Er heerste ten slotte heel wat onduidelijkheid over de voordelen die het project zou bieden voor Madagaskar. Zo zouden er inderdaad veel jobs kunnen bijkomen, maar gaf Daewoo tegelijk toe dat het overweegt Zuid-Afrikaanse arbeiders aan te nemen vanwege de lagere loonkosten. En dan was er nog de kwestie van het type voedsel dat zou geproduceerd worden. De regering maakte zich sterk dat een deel van de productie in Madagaskar kon blijven, als reserve voor wanneer er een voedseltekort dreigt.
Dat zou welkom zijn in een land waar een groot deel van de bevolking in hongersnood leeft en afhankelijk is van het Wereldvoedselprogramma van de VN. De vraag is echter of de Malagassische bevolking hier wel boodschap aan heeft. Maïs is immers erg geliefd op de Zuid-Koreaanse markt, maar in Madagaskar is er nauwelijks vraag naar. Rijst zou een veel geschikter product zijn voor de eigen markt.
Door de aanhoudende kritiek ziet de Malagassische regering zich nu genoodzaakt het hele plan op te geven. Shin Dong-hyun, general manager bij Daewoo Logistics, kondigde gisteren aan dat het proces is “stopgezet ten gevolge van de berichtgeving in de media”. De weerstand bij de bevolking zou te groot geweest zijn.

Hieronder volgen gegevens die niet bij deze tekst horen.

//! Logging setup for Keystone services.
//!
//! Dispatch emits `tracing` events and spans: one `request` span per
//! request, `debug` events per pipeline stage, `warn` for rejected input,
//! and `error` from the default error logger. This crate installs the
//! subscriber that renders them.
//!
//! ```text
//! LogConfig ─▶ EnvFilter (RUST_LOG overrides level)
//!          └─▶ fmt layer (json | pretty | compact) ─▶ stdout | stderr
//! ```

#![warn(missing_docs)]

pub mod error;
pub mod logging;

pub use error::TelemetryError;
pub use logging::{create_env_filter, init_logging, LogConfig, LogFormat, LogTarget};

/// Result type for telemetry operations.
pub type TelemetryResult<T> = Result<T, TelemetryError>;
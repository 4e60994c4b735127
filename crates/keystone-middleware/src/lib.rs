//! # Keystone Middleware
//!
//! Ordered, additive middleware for Keystone routes.
//!
//! ```text
//! initial context ─▶ step 1 ─▶ merge ─▶ step 2 ─▶ merge ─▶ … ─▶ handler
//!                      │                  │
//!                      └── error ─────────┴──▶ PipelineError (first failure wins)
//! ```
//!
//! ## Key Features
//!
//! - **Additive**: steps return [`Additions`](keystone_core::Additions); they cannot overwrite keys
//! - **Ordered**: declaration order, each step sees earlier additions
//! - **Short-circuit**: the first error, collision or panic stops the chain
//!
//! ## Example
//!
//! ```
//! use keystone_core::{Additions, RequestContext};
//! use keystone_middleware::{FnMiddleware, MiddlewareChain};
//!
//! let chain = MiddlewareChain::new()
//!     .with(FnMiddleware::new("a", |_: RequestContext| async {
//!         Ok::<_, anyhow::Error>(Additions::new().with("a", 1))
//!     }))
//!     .with(FnMiddleware::new("b", |_: RequestContext| async {
//!         Ok::<_, anyhow::Error>(Additions::new().with("b", 2))
//!     }));
//!
//! assert_eq!(chain.names(), ["a", "b"]);
//! ```

#![doc(html_root_url = "https://docs.rs/keystone-middleware/0.1.0")]
#![warn(missing_docs)]
#![forbid(unsafe_code)]

pub mod chain;
pub mod middleware;

pub use chain::MiddlewareChain;
pub use middleware::{BoxedMiddleware, FnMiddleware, Middleware};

In deze scramble for oil zie ik geen plaats voor de kleinere boeren.

Madagaskar niet alleen

Zo komt er voorlopig een einde aan één van de grootste “land lease” projecten ooit. Het was echter lang niet de enige soortgelijke deal waarover men de laatste tijd onderhandelde. Het plan van Daewoo was er slechts één (zij het dus wel het grootste) in een steeds langer wordende rij. Zo staat Qatar dicht bij een akkoord met Kenia om 40.000 hectaren land te huren voor de teelt van fruit en groenten (bestemd voor Qatar).
In ruil zou de oliestaat meewerken aan de uitbouw van een haven in het toeristisch erg populaire Lamu. Ook landen als Egypte, de Verenigde Arabische Emiraten, Koeweit, Japan en China hebben recent deals gesloten met armere landen om in ruil voor bepaalde investeringen grote stukken landbouwgrond te huren.

Voedselcrisis

De verklaring voor deze trend moet gezocht worden in de wereldwijde financiële en voedselcrisis. Qatar bijvoorbeeld importeert het meeste van zijn voedsel, aangezien slechts 1% van zijn oppervlakte geschikt is voor landbouw. De stijgende voedselprijzen hebben het land dan ook hard getroffen. Bovendien staat de dollar al een hele tijd erg zwak, waardoor de inkomsten van olie-export gedaald zijn.
 Qatar zwemt weliswaar nog steeds in het geld, op lange termijn is minder afhankelijkheid van voedselimport zeker wenselijk. Door zelf de productie in handen te nemen, zou het de kosten in ieder geval danig kunnen verlagen. Daarom worden overigens ook regelingen betreffende exportprijzen getroffen met de landen waar de gronden zich bevinden.

Neokolonialisme

In elk van deze gevallen is de term “neokolonialisme” al gevallen. Daarmee wijzen critici op de onredelijk grote voordelen voor de landen die de gronden huren. De veelal arme inwoners van de landen die de gronden ter beschikking stellen zouden echter in de kou blijven staan.
Als het om evenwichtige deals zou gaan, was er geen probleem. Dan zou het inderdaad een goede stimulans kunnen zijn voor de lokale economieën. Door enkel te produceren voor de internationale markt is dit echter niet het geval. Of zoals Duncan Green, hoofd van Oxfam, het eerder al verwoordde: “In deze scramble for oil zie ik geen plaats voor de kleinere boeren”.